K. Vangsness1, A. Sam2,3, M. Silva3, B. Chan3, M. Chu4, M. Agko2, J. Chang2, A.L. Carre2 1Community Memorial Hospital System, Department of Surgery, Ventura, CA, USA 2City of Hope National Medical Center, Division Of Plastic Surgery, Duarte, CA, USA 3UC Riverside School of Medicine, Riverside, CA, USA 4Kaiser Permanente Medical Group, Division Of Plastic & Reconstructive Surgery, Los Angeles, CA, USA
Introduction:
Axillary lymph node dissection (ALND) is a procedure used in the treatment of advanced breast cancer. One of the untoward and difficult complications that patients may experience after ALND is upper extremity lymphedema (LE).
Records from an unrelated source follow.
// HTTP surface: routes, error responses and the server loop.

pub mod response;
pub mod routes;

use crate::core::ExcuseEngine;
use crate::utils::error::Result;
use axum::routing::{get, post};
use axum::Router;
use std::sync::Arc;
use tokio::net::TcpListener;
use tower_http::cors::CorsLayer;
use tower_http::services::ServeDir;
use tower_http::trace::TraceLayer;

#[derive(Clone)]
pub struct AppState {
    pub engine: Arc<ExcuseEngine>,
}

impl AppState {
    pub fn new(engine: ExcuseEngine) -> Self {
        Self {
            engine: Arc::new(engine),
        }
    }
}

/// API routes only. Used directly by tests and wrapped by [`build_router`].
pub fn api_router(state: AppState) -> Router {
    Router::new()
        .route("/api/generate-excuse", post(routes::generate_excuse))
        .route("/health", get(routes::health))
        .with_state(state)
}

/// API routes plus the static client as fallback.
pub fn build_router(state: AppState, static_dir: &str) -> Router {
    api_router(state)
        .fallback_service(ServeDir::new(static_dir))
        .layer(CorsLayer::permissive())
        .layer(TraceLayer::new_for_http())
}

pub async fn serve(listener: TcpListener, router: Router) -> Result<()> {
    axum::serve(listener, router)
        .with_graceful_shutdown(shutdown_signal())
        .await?;
    tracing::info!("👋 Server stopped");
    Ok(())
}

async fn shutdown_signal() {
    let ctrl_c = async {
        if let Err(e) = tokio::signal::ctrl_c().await {
            tracing::error!("Failed to listen for Ctrl-C: {}", e);
            std::future::pending::<()>().await;
        }
    };

    #[cfg(unix)]
    let terminate = async {
        match tokio::signal::unix::signal(tokio::signal::unix::SignalKind::terminate()) {
            Ok(mut signal) => {
                signal.recv().await;
            }
            Err(e) => {
                tracing::error!("Failed to listen for SIGTERM: {}", e);
                std::future::pending::<()>().await;
            }
        }
    };

    #[cfg(not(unix))]
    let terminate = std::future::pending::<()>();

    tokio::select! {
        _ = ctrl_c => {},
        _ = terminate => {},
    }
    tracing::info!("Shutdown signal received");
}
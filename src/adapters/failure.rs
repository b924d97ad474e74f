//! Mapping of provider error replies onto `RelayError`.
//!
//! OpenAI, Anthropic and Gemini all wrap their errors in an `error` object but
//! name the interesting field differently (`code`, `type`, `status`,
//! `details[].reason`). Every candidate string is collected and checked
//! against the known codes before falling back to the HTTP status.

use crate::utils::error::RelayError;
use reqwest::{Response, StatusCode};
use serde::Deserialize;

const AUTH_CODES: &[&str] = &[
    "invalid_api_key",
    "authentication_error",
    "permission_error",
    "API_KEY_INVALID",
    "PERMISSION_DENIED",
    "UNAUTHENTICATED",
];
const QUOTA_CODES: &[&str] = &["insufficient_quota", "billing_hard_limit_reached"];
const RATE_LIMIT_CODES: &[&str] = &["rate_limit_exceeded", "rate_limit_error"];
const EXHAUSTED_CODE: &str = "RESOURCE_EXHAUSTED";

#[derive(Debug, Deserialize)]
struct ErrorEnvelope {
    error: ErrorDetail,
}

#[derive(Debug, Default, Deserialize)]
struct ErrorDetail {
    #[serde(default)]
    message: Option<String>,
    #[serde(default)]
    code: Option<serde_json::Value>,
    #[serde(default, rename = "type")]
    kind: Option<String>,
    #[serde(default)]
    status: Option<String>,
    #[serde(default)]
    details: Vec<ErrorReason>,
}

#[derive(Debug, Deserialize)]
struct ErrorReason {
    #[serde(default)]
    reason: Option<String>,
}

/// Consumes a non-success response and classifies it.
pub(crate) async fn from_response(provider: &str, response: Response) -> RelayError {
    let status = response.status().as_u16();
    let body = response
        .text()
        .await
        .unwrap_or_else(|_| "<body unavailable>".to_string());
    from_body(provider, status, &body)
}

pub(crate) fn from_body(provider: &str, status: u16, body: &str) -> RelayError {
    let detail = serde_json::from_str::<ErrorEnvelope>(body)
        .map(|envelope| envelope.error)
        .unwrap_or_default();

    let mut codes: Vec<&str> = Vec::new();
    if let Some(code) = detail.code.as_ref().and_then(|c| c.as_str()) {
        codes.push(code);
    }
    if let Some(kind) = detail.kind.as_deref() {
        codes.push(kind);
    }
    if let Some(status) = detail.status.as_deref() {
        codes.push(status);
    }
    codes.extend(detail.details.iter().filter_map(|d| d.reason.as_deref()));

    let message = detail
        .message
        .clone()
        .filter(|m| !m.trim().is_empty())
        .unwrap_or_else(|| {
            let trimmed = body.trim();
            if trimmed.is_empty() {
                StatusCode::from_u16(status)
                    .ok()
                    .and_then(|s| s.canonical_reason())
                    .unwrap_or("unknown error")
                    .to_string()
            } else {
                trimmed.to_string()
            }
        });

    tracing::debug!(provider, status, ?codes, "Classifying provider failure");
    classify(provider, status, &codes, message)
}

pub(crate) fn classify(provider: &str, status: u16, codes: &[&str], message: String) -> RelayError {
    let provider = provider.to_string();
    let has = |known: &[&str]| codes.iter().any(|c| known.contains(c));

    if has(AUTH_CODES) {
        return RelayError::ProviderAuthError { provider };
    }
    if has(QUOTA_CODES) {
        return RelayError::ProviderQuotaError { provider };
    }
    if has(RATE_LIMIT_CODES) {
        return RelayError::ProviderRateLimitError { provider };
    }
    if codes.contains(&EXHAUSTED_CODE) {
        return exhausted(provider, &message);
    }

    match status {
        401 | 403 => RelayError::ProviderAuthError { provider },
        402 => RelayError::ProviderQuotaError { provider },
        429 => exhausted(provider, &message),
        _ => RelayError::ProviderError {
            provider,
            status: Some(status),
            message: format!("{} {}", status, message),
        },
    }
}

fn exhausted(provider: String, message: &str) -> RelayError {
    if message.to_ascii_lowercase().contains("quota") {
        RelayError::ProviderQuotaError { provider }
    } else {
        RelayError::ProviderRateLimitError { provider }
    }
}

#[cfg(test)]
mod tests {
    use super::*;

    #[test]
    fn test_openai_error_codes() {
        let body = r#"{"error":{"message":"Incorrect API key provided","type":"invalid_request_error","code":"invalid_api_key"}}"#;
        assert!(matches!(
            from_body("OpenAI", 401, body),
            RelayError::ProviderAuthError { .. }
        ));

        let body = r#"{"error":{"message":"You exceeded your current quota","type":"insufficient_quota","code":"insufficient_quota"}}"#;
        assert!(matches!(
            from_body("OpenAI", 429, body),
            RelayError::ProviderQuotaError { .. }
        ));

        let body = r#"{"error":{"message":"Rate limit reached","type":"requests","code":"rate_limit_exceeded"}}"#;
        assert!(matches!(
            from_body("OpenAI", 429, body),
            RelayError::ProviderRateLimitError { .. }
        ));
    }

    #[test]
    fn test_anthropic_error_types() {
        let body = r#"{"type":"error","error":{"type":"authentication_error","message":"invalid x-api-key"}}"#;
        assert!(matches!(
            from_body("Anthropic", 401, body),
            RelayError::ProviderAuthError { .. }
        ));

        let body = r#"{"type":"error","error":{"type":"rate_limit_error","message":"slow down"}}"#;
        assert!(matches!(
            from_body("Anthropic", 429, body),
            RelayError::ProviderRateLimitError { .. }
        ));
    }

    #[test]
    fn test_gemini_error_reasons() {
        let body = r#"{"error":{"code":400,"message":"API key not valid. Please pass a valid API key.","status":"INVALID_ARGUMENT","details":[{"@type":"type.googleapis.com/google.rpc.ErrorInfo","reason":"API_KEY_INVALID"}]}}"#;
        assert!(matches!(
            from_body("Gemini", 400, body),
            RelayError::ProviderAuthError { .. }
        ));

        let body = r#"{"error":{"code":429,"message":"Resource has been exhausted (e.g. check quota).","status":"RESOURCE_EXHAUSTED"}}"#;
        assert!(matches!(
            from_body("Gemini", 429, body),
            RelayError::ProviderQuotaError { .. }
        ));
    }

    #[test]
    fn test_status_fallback() {
        assert!(matches!(
            from_body("Groq", 401, ""),
            RelayError::ProviderAuthError { .. }
        ));
        assert!(matches!(
            from_body("Groq", 429, "too many requests"),
            RelayError::ProviderRateLimitError { .. }
        ));
    }

    #[test]
    fn test_unknown_failure_keeps_provider_message() {
        let body = r#"{"error":{"message":"The model `gpt-9` does not exist","type":"invalid_request_error","code":"model_not_found"}}"#;
        let err = from_body("OpenAI", 404, body);
        match &err {
            RelayError::ProviderError {
                status, message, ..
            } => {
                assert_eq!(*status, Some(404));
                assert!(message.contains("gpt-9"));
            }
            other => panic!("unexpected error: {other:?}"),
        }
        assert_eq!(
            err.to_string(),
            "Failed to generate excuse: 404 The model `gpt-9` does not exist"
        );
    }

    #[test]
    fn test_non_json_body_is_used_verbatim() {
        let err = from_body("DeepSeek", 502, "upstream connect error");
        assert_eq!(
            err.to_string(),
            "Failed to generate excuse: 502 upstream connect error"
        );

        let err = from_body("DeepSeek", 503, "");
        assert_eq!(
            err.to_string(),
            "Failed to generate excuse: 503 Service Unavailable"
        );
    }
}
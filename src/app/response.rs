use crate::domain::model::ErrorBody;
use crate::utils::error::{ErrorCategory, RelayError};
use axum::extract::rejection::JsonRejection;
use axum::http::StatusCode;
use axum::response::{IntoResponse, Response};
use axum::Json;

impl IntoResponse for RelayError {
    fn into_response(self) -> Response {
        let status =
            StatusCode::from_u16(self.status_code()).unwrap_or(StatusCode::INTERNAL_SERVER_ERROR);

        match self.category() {
            ErrorCategory::Input => {
                tracing::debug!(error = %self, "Rejected request");
            }
            category => {
                tracing::error!(
                    "❌ Excuse generation failed: {} (Category: {:?}, Severity: {:?})",
                    self,
                    category,
                    self.severity()
                );
                tracing::debug!("💡 Recovery suggestion: {}", self.recovery_suggestion());
            }
        }

        let body = ErrorBody {
            error: self.user_friendly_message(),
        };
        (status, Json(body)).into_response()
    }
}

impl From<JsonRejection> for RelayError {
    fn from(rejection: JsonRejection) -> Self {
        match rejection {
            // 沒有 JSON content type 時當作沒有 problem 欄位
            JsonRejection::MissingJsonContentType(_) => RelayError::MissingProblem,
            other => RelayError::InvalidRequest {
                message: other.body_text(),
            },
        }
    }
}
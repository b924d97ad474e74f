use tracing_subscriber::{layer::SubscriberExt, util::SubscriberInitExt, EnvFilter};

pub fn init_cli_logger(verbose: bool) {
    let filter = if verbose {
        EnvFilter::try_from_default_env()
            .unwrap_or_else(|_| EnvFilter::new("excuse_relay=debug,tower_http=debug,info"))
    } else {
        EnvFilter::try_from_default_env()
            .unwrap_or_else(|_| EnvFilter::new("excuse_relay=info,tower_http=info"))
    };

    tracing_subscriber::registry()
        .with(filter)
        .with(
            tracing_subscriber::fmt::layer()
                .with_target(false)
                .with_thread_ids(false)
                .with_file(false)
                .with_line_number(false)
                .compact(),
        )
        .init();
}

pub fn init_json_logger() {
    let filter = EnvFilter::try_from_default_env()
        .unwrap_or_else(|_| EnvFilter::new("excuse_relay=info,tower_http=info"));

    tracing_subscriber::registry()
        .with(filter)
        .with(
            tracing_subscriber::fmt::layer()
                .with_target(false)
                .with_thread_ids(false)
                .with_file(false)
                .with_line_number(false)
                .json(), // 部署環境輸出 JSON lines，方便收集器解析
        )
        .init();
}
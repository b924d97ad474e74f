pub mod engine;
pub mod prompt;

pub use crate::domain::model::{CompletionParams, GenerationRequest, GenerationResponse};
pub use crate::domain::ports::CompletionProvider;
pub use crate::utils::error::Result;
pub use engine::ExcuseEngine;
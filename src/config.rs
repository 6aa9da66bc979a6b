//! Dispatcher configuration.

use std::path::Path;
use std::time::Duration;

use serde::{Deserialize, Serialize};

use crate::constants::{
    DEFAULT_BUNCH_DELAY_MS, DEFAULT_MAX_BUNCH_SIZE, DEFAULT_MAX_CONCURRENT_GROUPS,
    DEFAULT_MIN_BUNCH_SIZE, DEFAULT_MIN_CONCURRENT_GROUPS, DEFAULT_UNIT_DELAY_MS,
};
use crate::error::{BunchError, Result};

/// Limits and simulated latencies for a [`Dispatcher`](crate::Dispatcher).
///
/// # Defaults
///
/// | Setting                 | Default | Description                                  |
/// |-------------------------|---------|----------------------------------------------|
/// | `unit_delay`            | 2s      | Latency of the single-unit fast path         |
/// | `bunch_delay`           | 1s      | Latency paid before each unit of a group     |
/// | `min_bunch_size`        | 2       | Smaller batches must use the fast path       |
/// | `max_bunch_size`        | 4       | Larger batches are rejected                  |
/// | `min_concurrent_groups` | 2       | Groups `solve_all` keeps in flight           |
/// | `max_concurrent_groups` | 4       | Registry capacity                            |
/// | `group_ttl`             | none    | Idle groups older than this get evicted      |
///
/// # Example Configuration File
///
/// ```toml
/// unit_delay_ms = 500
/// bunch_delay_ms = 250
/// max_bunch_size = 8
/// max_concurrent_groups = 16
/// group_ttl_ms = 60000
/// ```
///
/// # Examples
///
/// ```
/// use std::time::Duration;
/// use taskbunch::BunchConfig;
///
/// let config = BunchConfig::default()
///     .with_bunch_delay(Duration::from_millis(10))
///     .with_max_concurrent_groups(8);
/// assert_eq!(config.max_bunch_size, 4);
/// assert_eq!(config.max_concurrent_groups, 8);
/// assert!(config.validate().is_ok());
/// ```
#[derive(Debug, Clone, PartialEq, Eq, Serialize, Deserialize)]
#[serde(default)]
pub struct BunchConfig {
    /// Latency of the single-unit fast path.
    #[serde(rename = "unit_delay_ms", with = "millis")]
    pub unit_delay: Duration,

    /// Latency paid before computing each unit of a group.
    #[serde(rename = "bunch_delay_ms", with = "millis")]
    pub bunch_delay: Duration,

    /// Smallest batch `submit` accepts.
    pub min_bunch_size: usize,

    /// Largest batch `submit` accepts.
    pub max_bunch_size: usize,

    /// Groups `solve_all` keeps in flight at once. Leaves the rest of the
    /// registry capacity to other callers sharing the dispatcher.
    pub min_concurrent_groups: usize,

    /// Maximum groups registered at once.
    pub max_concurrent_groups: usize,

    /// Groups neither admitted nor polled within this window are evicted
    /// at the next admission. `None` keeps groups until harvested.
    #[serde(rename = "group_ttl_ms", with = "millis_opt")]
    pub group_ttl: Option<Duration>,
}

impl Default for BunchConfig {
    fn default() -> Self {
        Self {
            unit_delay: Duration::from_millis(DEFAULT_UNIT_DELAY_MS),
            bunch_delay: Duration::from_millis(DEFAULT_BUNCH_DELAY_MS),
            min_bunch_size: DEFAULT_MIN_BUNCH_SIZE,
            max_bunch_size: DEFAULT_MAX_BUNCH_SIZE,
            min_concurrent_groups: DEFAULT_MIN_CONCURRENT_GROUPS,
            max_concurrent_groups: DEFAULT_MAX_CONCURRENT_GROUPS,
            group_ttl: None,
        }
    }
}

impl BunchConfig {
    /// Create a configuration with default values.
    pub fn new() -> Self {
        Self::default()
    }

    /// Load configuration from a TOML file.
    ///
    /// The loaded configuration is validated before it is returned.
    pub fn from_file<P: AsRef<Path>>(path: P) -> Result<Self> {
        let path = path.as_ref();
        let content = std::fs::read_to_string(path).map_err(|e| {
            BunchError::invalid_config(format!("failed to read {}: {e}", path.display()))
        })?;
        Self::from_toml(&content)
    }

    /// Parse configuration from a TOML string. Missing keys keep their
    /// defaults.
    pub fn from_toml(content: &str) -> Result<Self> {
        let config: Self = toml::from_str(content)
            .map_err(|e| BunchError::invalid_config(format!("TOML parse error: {e}")))?;
        config.validate()?;
        Ok(config)
    }

    /// Check that the limits are usable together.
    pub fn validate(&self) -> Result<()> {
        if self.min_bunch_size < 2 {
            return Err(BunchError::invalid_config(
                "min_bunch_size must be at least 2; single tasks use the fast path",
            ));
        }
        if self.max_bunch_size < self.min_bunch_size {
            return Err(BunchError::invalid_config(format!(
                "max_bunch_size ({}) is below min_bunch_size ({})",
                self.max_bunch_size, self.min_bunch_size
            )));
        }
        if self.min_concurrent_groups == 0 {
            return Err(BunchError::invalid_config(
                "min_concurrent_groups must be at least 1",
            ));
        }
        if self.max_concurrent_groups < self.min_concurrent_groups {
            return Err(BunchError::invalid_config(format!(
                "max_concurrent_groups ({}) is below min_concurrent_groups ({})",
                self.max_concurrent_groups, self.min_concurrent_groups
            )));
        }
        if self.group_ttl.is_some_and(|ttl| ttl.is_zero()) {
            return Err(BunchError::invalid_config("group_ttl must be non-zero"));
        }
        Ok(())
    }

    /// Set the fast-path latency.
    pub fn with_unit_delay(mut self, delay: Duration) -> Self {
        self.unit_delay = delay;
        self
    }

    /// Set the per-unit latency inside a group.
    pub fn with_bunch_delay(mut self, delay: Duration) -> Self {
        self.bunch_delay = delay;
        self
    }

    /// Set the accepted batch size range.
    pub fn with_bunch_size(mut self, min: usize, max: usize) -> Self {
        self.min_bunch_size = min;
        self.max_bunch_size = max;
        self
    }

    /// Set the number of groups `solve_all` keeps in flight.
    pub fn with_min_concurrent_groups(mut self, count: usize) -> Self {
        self.min_concurrent_groups = count;
        self
    }

    /// Set the registry capacity.
    pub fn with_max_concurrent_groups(mut self, count: usize) -> Self {
        self.max_concurrent_groups = count;
        self
    }

    /// Evict groups left idle for longer than `ttl`.
    pub fn with_group_ttl(mut self, ttl: Duration) -> Self {
        self.group_ttl = Some(ttl);
        self
    }
}

mod millis {
    use std::time::Duration;

    use serde::{Deserialize, Deserializer, Serializer};

    pub(super) fn serialize<S: Serializer>(value: &Duration, serializer: S) -> Result<S::Ok, S::Error> {
        serializer.serialize_u64(u64::try_from(value.as_millis()).unwrap_or(u64::MAX))
    }

    pub(super) fn deserialize<'de, D: Deserializer<'de>>(deserializer: D) -> Result<Duration, D::Error> {
        u64::deserialize(deserializer).map(Duration::from_millis)
    }
}

mod millis_opt {
    use std::time::Duration;

    use serde::{Deserialize, Deserializer, Serializer};

    pub(super) fn serialize<S: Serializer>(
        value: &Option<Duration>,
        serializer: S,
    ) -> Result<S::Ok, S::Error> {
        match value {
            Some(duration) => super::millis::serialize(duration, serializer),
            None => serializer.serialize_none(),
        }
    }

    pub(super) fn deserialize<'de, D: Deserializer<'de>>(
        deserializer: D,
    ) -> Result<Option<Duration>, D::Error> {
        Option::<u64>::deserialize(deserializer).map(|ms| ms.map(Duration::from_millis))
    }
}
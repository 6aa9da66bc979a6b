//! The public submit/poll facade.
//!
//! [`Dispatcher`] owns a [`GroupRegistry`] and a [`Solver`]. It is an
//! explicitly constructed service: create as many independent instances as
//! needed and call [`shutdown`](Dispatcher::shutdown) when done.
//!
//! # Examples
//!
//! ```
//! use std::time::Duration;
//! use taskbunch::{BunchConfig, Dispatcher, RetryPolicy, SumSolver};
//!
//! # #[tokio::main(flavor = "current_thread")]
//! # async fn main() -> taskbunch::Result<()> {
//! let config = BunchConfig::default()
//!     .with_unit_delay(Duration::from_millis(1))
//!     .with_bunch_delay(Duration::from_millis(1));
//! let dispatcher = Dispatcher::new(SumSolver, config)?;
//!
//! let handle = dispatcher.submit(vec![(2, 3), (10, 20)])?;
//! let results = dispatcher.collect(handle, &RetryPolicy::default()).await?;
//! assert_eq!(results.into_values().collect::<Vec<_>>(), vec![5, 30]);
//!
//! assert_eq!(dispatcher.solve_one((7, 8)).await?, 15);
//! # Ok(())
//! # }
//! ```

use std::collections::BTreeMap;
use std::fmt;
use std::sync::Arc;

use futures::stream::{self, StreamExt};

use crate::batching::BatchSizePolicy;
use crate::config::BunchConfig;
use crate::error::{BunchError, Result};
use crate::handle::GroupHandle;
use crate::registry::{GroupRegistry, GroupSnapshot};
use crate::retry::{retry, RetryPolicy};
use crate::solver::Solver;
use crate::unit::WorkUnit;

/// Submits bunches, hands out handles and harvests results.
pub struct Dispatcher<S: Solver> {
    registry: GroupRegistry<S>,
    solver: Arc<S>,
}

impl<S: Solver> Dispatcher<S> {
    /// Create a dispatcher with its own empty registry.
    ///
    /// # Errors
    ///
    /// Returns [`BunchError::InvalidConfig`] if `config` fails validation.
    pub fn new(solver: S, config: BunchConfig) -> Result<Self> {
        let solver = Arc::new(solver);
        let registry = GroupRegistry::new(Arc::clone(&solver), config)?;
        Ok(Self { registry, solver })
    }

    /// The limits in effect.
    pub fn config(&self) -> &BunchConfig {
        self.registry.config()
    }

    /// The underlying registry.
    pub fn registry(&self) -> &GroupRegistry<S> {
        &self.registry
    }

    /// Start a bunch in the background and return its handle immediately.
    ///
    /// # Errors
    ///
    /// [`BunchError::OversizedGroup`], [`BunchError::UseSingleUnitPath`],
    /// [`BunchError::CapacityExceeded`] or, outside a Tokio runtime,
    /// [`BunchError::NoRuntime`]; nothing is registered in that case.
    pub fn submit(&self, inputs: Vec<S::Input>) -> Result<GroupHandle> {
        self.registry.admit(inputs)
    }

    /// [`submit`](Self::submit), retrying with backoff while the registry is
    /// at capacity.
    ///
    /// # Errors
    ///
    /// Non-retryable admission errors immediately;
    /// [`BunchError::RetriesExhausted`] once `policy` gives up.
    pub async fn submit_with_retry(
        &self,
        inputs: Vec<S::Input>,
        policy: &RetryPolicy,
    ) -> Result<GroupHandle>
    where
        S::Input: Clone,
    {
        let inputs = &inputs;
        retry(policy, move || async move { self.submit(inputs.clone()) }).await
    }

    /// Harvest whatever results of the bunch are ready, without waiting.
    ///
    /// An empty map means nothing new is ready yet. Once every result has
    /// been handed out the handle becomes unknown.
    ///
    /// # Errors
    ///
    /// [`BunchError::UnknownHandle`], [`BunchError::GroupFailed`] or
    /// [`BunchError::GroupCancelled`]; see [`GroupRegistry::harvest`].
    pub fn poll(&self, handle: GroupHandle) -> Result<BTreeMap<usize, S::Output>> {
        self.registry.harvest(handle)
    }

    /// Progress of a registered bunch.
    ///
    /// # Errors
    ///
    /// Returns [`BunchError::UnknownHandle`] for unregistered handles.
    pub fn status(&self, handle: GroupHandle) -> Result<GroupSnapshot> {
        self.registry.status(handle)
    }

    /// Stop a bunch and release its capacity slot.
    ///
    /// # Errors
    ///
    /// Returns [`BunchError::UnknownHandle`] for unregistered handles.
    pub fn cancel(&self, handle: GroupHandle) -> Result<()> {
        self.registry.cancel(handle)
    }

    /// Solve a single item without a handle or registry entry.
    ///
    /// The computation runs on its own background task and costs
    /// `unit_delay`; the caller waits for it.
    ///
    /// # Errors
    ///
    /// The solver's error, or [`BunchError::WorkerLost`] if the background
    /// task panicked.
    pub async fn solve_one(&self, input: S::Input) -> Result<S::Output> {
        let unit = Arc::new(WorkUnit::new(0, input));
        let worker = {
            let unit = Arc::clone(&unit);
            let solver = Arc::clone(&self.solver);
            let delay = self.config().unit_delay;
            tokio::spawn(async move {
                let computed = unit.compute(solver.as_ref()).await;
                tokio::time::sleep(delay).await;
                computed
            })
        };

        worker.await.map_err(|e| BunchError::WorkerLost {
            reason: e.to_string(),
        })??;
        Ok(unit.get().await)
    }

    /// Poll `handle` until every result has been harvested.
    ///
    /// Sleeps between empty polls according to `policy`; the backoff resets
    /// whenever new results arrive.
    ///
    /// # Errors
    ///
    /// - Any error from [`poll`](Self::poll), returned as soon as it occurs.
    /// - [`BunchError::Stalled`] if `policy` runs out of attempts without
    ///   progress. The group stays registered in that case.
    pub async fn collect(
        &self,
        handle: GroupHandle,
        policy: &RetryPolicy,
    ) -> Result<BTreeMap<usize, S::Output>> {
        let mut collected = BTreeMap::new();
        let mut backoff = policy.start();
        loop {
            let harvest = self.registry.take_ready(handle)?;
            let progressed = !harvest.results.is_empty();
            collected.extend(harvest.results);
            if harvest.drained {
                return Ok(collected);
            }

            if progressed {
                backoff.reset();
                continue;
            }
            match backoff.next_delay() {
                Some(delay) => tokio::time::sleep(delay).await,
                None => {
                    return Err(BunchError::Stalled {
                        handle,
                        attempts: backoff.failures(),
                    });
                },
            }
        }
    }

    /// Solve an arbitrary list, returning results in input order.
    ///
    /// `batches` decides how the list is split. Batches below
    /// `min_bunch_size` are solved one item at a time through
    /// [`solve_one`](Self::solve_one); the others run as bunches, with at
    /// most `min_concurrent_groups` in flight. Bunches started here are
    /// cancelled if the call fails or is dropped.
    ///
    /// # Errors
    ///
    /// The first error from any batch, e.g. [`BunchError::OversizedGroup`]
    /// if `batches` plans batches above `max_bunch_size`.
    pub async fn solve_all(
        &self,
        inputs: Vec<S::Input>,
        batches: &dyn BatchSizePolicy,
        policy: &RetryPolicy,
    ) -> Result<Vec<S::Output>>
    where
        S::Input: Clone,
    {
        let mut items = inputs.into_iter();
        let mut planned = Vec::new();
        let mut offset = 0;
        for size in batches.plan(items.len()) {
            let batch: Vec<S::Input> = items.by_ref().take(size).collect();
            planned.push((offset, batch));
            offset += size;
        }
        tracing::debug!(items = offset, batches = planned.len(), "solving task list");

        let width = self.config().min_concurrent_groups;
        let mut running = stream::iter(planned)
            .map(move |(offset, batch)| self.solve_batch(offset, batch, policy))
            .buffer_unordered(width);

        let mut solved = BTreeMap::new();
        while let Some(outcome) = running.next().await {
            let (offset, outputs) = outcome?;
            solved.insert(offset, outputs);
        }
        Ok(solved.into_values().flatten().collect())
    }

    /// Cancel every bunch and wait for the workers to stop.
    pub async fn shutdown(&self) {
        self.registry.shutdown().await;
    }

    async fn solve_batch(
        &self,
        offset: usize,
        batch: Vec<S::Input>,
        policy: &RetryPolicy,
    ) -> Result<(usize, Vec<S::Output>)>
    where
        S::Input: Clone,
    {
        if batch.len() < self.config().min_bunch_size {
            let mut outputs = Vec::with_capacity(batch.len());
            for input in batch {
                outputs.push(self.solve_one(input).await?);
            }
            return Ok((offset, outputs));
        }

        let handle = self.submit_with_retry(batch, policy).await?;
        let _guard = CancelOnDrop {
            registry: &self.registry,
            handle,
        };
        let results = self.collect(handle, policy).await?;
        Ok((offset, results.into_values().collect()))
    }
}

impl<S: Solver> fmt::Debug for Dispatcher<S> {
    fn fmt(&self, f: &mut fmt::Formatter<'_>) -> fmt::Result {
        f.debug_struct("Dispatcher")
            .field("registry", &self.registry)
            .finish()
    }
}

/// Cancels a bunch when dropped. A drained handle is already unknown, so
/// the cancel is a no-op after a successful collect.
struct CancelOnDrop<'a, S: Solver> {
    registry: &'a GroupRegistry<S>,
    handle: GroupHandle,
}

impl<S: Solver> Drop for CancelOnDrop<'_, S> {
    fn drop(&mut self) {
        if self.registry.cancel(self.handle).is_ok() {
            tracing::debug!(handle = %self.handle, "abandoned bunch cancelled");
        }
    }
}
One of the tools that reconstructive microsurgeons use to prophylactically combat LE is lymphatic reconstruction (LR), which have been shown in studies to be effective in preventing or delaying the onset of lymphedema after ALND. However, paresthesia, a complication that can occur in patients undergoing LR, is not well reported in the literature. In this study, we hope to highlight the rate of paresthesia among a nationwide cohort of patients undergoing lymphatic reconstruction, as well as other postoperative complications.
Methods:
A review of patients undergoing microsurgical upper extremity lymphatic reconstruction was performed using TrinetX, a database containing deidentified patient information from numerous healthcare groups worldwide. In this study, we focused on healthcare organizations within the USA. A cohort was created using CPT codes for patients undergoing microsurgical upper extremity lymphatic reconstruction and the relevant ICD-10 codes for the postoperative complications of interest. We collected data on outcomes such as paresthesias, lymphedema, hematoma, seroma and surgical site infection (SSI). Basic demographics and length of follow up were noted.
Results:
403 patients undergoing upper extremity lymphatic reconstruction were included for analysis. Mean age of patients at the time of LR was 47.5 years. Most patients undergoing LR were white (231/403, 57.5%), the rest were of minority or unspecified races. Of the cohort, 22/403 patients (5.46%) experienced sensory disturbances, 22/403 patients (5.46%) experienced upper extremity lymphedema, and 10/403 patients (2.48%) experienced postoperative hematoma. In this cohort, no patients were reported to have SSI or postoperative seroma. The mean follow up for patients in our cohort was 246.9 days.
Conclusion:
Upper extremity lymphatic reconstruction is a useful tool for patients undergoing ALND in the treatment of breast cancer. Our results demonstrated low rates of postoperative complications such as lymphedema, hematoma, seroma, and SSI. Despite being underreported in the literature, 5.47% of our cohort experienced postoperative sensory disturbances. We believe that it is crucial to acknowledge this as a noteworthy complication. We anticipate that this may be due to inconsistencies with documentation and lack of standardization of reporting protocols for complications such as sensory disturbances, and we hope to create a framework so surgeons and patients can make informed decisions in their care.